That’s the amount of years its been since Team China improbably got out of the group stages in Turkey at the 2010 FIBA World Championship, thanks to, of all things, a last second three-point fling from Puerto Rico’s David Huertas against Cote d’Voire.

As China fans know, Huertas’ three caused Group C’s last game to end in a 88-79 win for Cote d’Voire, a score that proved to be significant for two reasons: First, it kept Puerto Rico from getting their second win of the group stage, which would have surpassed one-win China and qualified themselves for the knockout round. But second — and most memorable of all — the scoreline gave China the tie-break on point differential they needed to get past Cote d’Voire. Before the game, China needed the West Africans to win by less than 12 points, and up 88-76 with only seconds remaining, it looked as if the Chinese weren’t going to get their wish. Until, of course, the Huertas swish with just seconds left on the clock.

Unfortunately for China this summer in the 2012 Olympics in London, Cote d’Voire will not be in attendance and Puerto Rico, though still eligible as part of the 12-team Olympic Qualifiers Tournament, may not be there either. And with only two groups and 12 teams, compared to the four groups and 24 teams in the World Championship, the number two has a much greater — and more challenging — meaning.

It’s the number of wins China will require to get out of their group.

Since the Olympics expanded their basketball tournament to 12 teams in 1984, no team has ever made it out with less wins. And no team ever will; mathematically, its impossible. Which means, even if Puerto Rico does qualify for London at the FIBA World Qualifying Tournament, they’ll need more than just one win for a random buzzer-beating three to help push them through.

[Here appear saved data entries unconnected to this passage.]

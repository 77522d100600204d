use thiserror::Error;

/// Failures after a document has been parsed. Parsing itself never fails.
#[derive(Debug, Error)]
pub enum RewriteError {
    #[error("serialization failed: {0}")]
    Serialize(#[from] std::io::Error),
    #[error("serializer produced invalid UTF-8: {0}")]
    Utf8(#[from] std::string::FromUtf8Error),
}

The good thing is, they’re very capable of that. China played Greece, Puerto Rico and Russia extremely tough in the group stages two years ago in Turkey. Much of that had to do with American head coach, Bob Donewald Jr., and his emphasis on defense. Now in 2012, China is even better on that end, arguably the best they’ve ever been. Whereas China once relied almost solely on Yao Ming to do everything, China now prides itself on helping the helper and quick rotations from all five guys. The belief is that though China doesn’t have the talent it did before, they can stay in games if they’re able to consistently limit opponents’ points. It’s worked both in Turkey and in Wuhan, and it’s something that Donewald has gotten the entire National Team roster to completely believe in heading into London.

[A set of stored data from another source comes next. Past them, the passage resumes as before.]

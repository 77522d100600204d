//! Response body decoding.
//!
//! The encoding is picked the way a browser would, first match wins:
//! byte order mark, `charset` parameter of `Content-Type`, `<meta>`
//! declaration in the first 1024 bytes, then statistical detection.

use std::sync::LazyLock;

use chardetng::EncodingDetector;
use encoding_rs::Encoding;
use regex::bytes::Regex;

const META_PRESCAN_LEN: usize = 1024;

// Matches both `<meta charset="x">` and the `http-equiv` form whose
// `content` carries `text/html; charset=x`.
static META_CHARSET: LazyLock<Option<Regex>> = LazyLock::new(|| {
    Regex::new(r#"(?i-u)<meta\b[^>]*?charset\s*=\s*["']?\s*([a-z0-9_:.\-]+)"#).ok()
});

#[derive(Debug, Clone)]
pub struct Decoded {
    pub text: String,
    pub encoding: &'static Encoding,
    /// Malformed sequences were replaced with U+FFFD.
    pub had_errors: bool,
}

/// Decode `bytes` to text. `tld` (e.g. `"ru"`) sharpens statistical
/// detection when nothing in the response declares an encoding.
pub fn decode(bytes: &[u8], content_type: Option<&str>, tld: Option<&str>) -> Decoded {
    let declared = detect(bytes, content_type, tld);
    // `decode` re-checks the BOM and reports the encoding actually used.
    let (text, encoding, had_errors) = declared.decode(bytes);
    Decoded {
        text: text.into_owned(),
        encoding,
        had_errors,
    }
}

pub fn detect(bytes: &[u8], content_type: Option<&str>, tld: Option<&str>) -> &'static Encoding {
    if let Some((encoding, _)) = Encoding::for_bom(bytes) {
        return encoding;
    }

    if let Some(encoding) = content_type
        .and_then(charset_param)
        .and_then(|label| Encoding::for_label(label.as_bytes()))
    {
        return encoding;
    }

    if let Some(encoding) = sniff_meta(bytes) {
        return encoding;
    }

    let mut detector = EncodingDetector::new();
    detector.feed(bytes, true);
    detector.guess(tld.map(str::as_bytes), true)
}

/// `charset` parameter of a `Content-Type` value, unquoted.
pub fn charset_param(content_type: &str) -> Option<&str> {
    content_type.split(';').skip(1).find_map(|param| {
        let (name, value) = param.split_once('=')?;
        name.trim()
            .eq_ignore_ascii_case("charset")
            .then(|| value.trim().trim_matches(|c| c == '"' || c == '\''))
            .filter(|label| !label.is_empty())
    })
}

fn sniff_meta(bytes: &[u8]) -> Option<&'static Encoding> {
    let head = &bytes[..bytes.len().min(META_PRESCAN_LEN)];
    let caps = META_CHARSET.as_ref()?.captures(head)?;
    let label = caps.get(1)?.as_bytes();
    // A document that got this far was read as ASCII-compatible bytes, so a
    // UTF-16 declaration cannot be true; map it the way browsers do.
    Encoding::for_label(label).map(Encoding::output_encoding)
}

Who that roster will be comprised of, however, isn’t exactly clear at this point. As it stands, 22 players are training with the National Team in Beijing, a number that is much smaller than the 37 players that were put on the roster in April 2011 in preparation for the FIBA Asia Championship. Zero play in Europe and only one, Yi Jianlian, plays in the NBA. Everyone else plays for teams in China.

Sounds like a good excuse to go on a 2,800 word tear. We go over every player’s chance at playing in London.

The Locks:

Sun Yue

Yi Jianlian (PF/C, Dallas Mavericks): Now two years past the Yao Ming era, Yi is the unquestioned centerpiece of Team China and will be depended on as their primary option on offense for London and beyond. He played extremely well in the 2010 FIBA World Championship and in the 2011 FIBA Asia Championship, where he helped China secure an automatic bid in this summer’s Olympics. He’ll probably have to play even better if China is to achieve their goal of making the quarter-finals.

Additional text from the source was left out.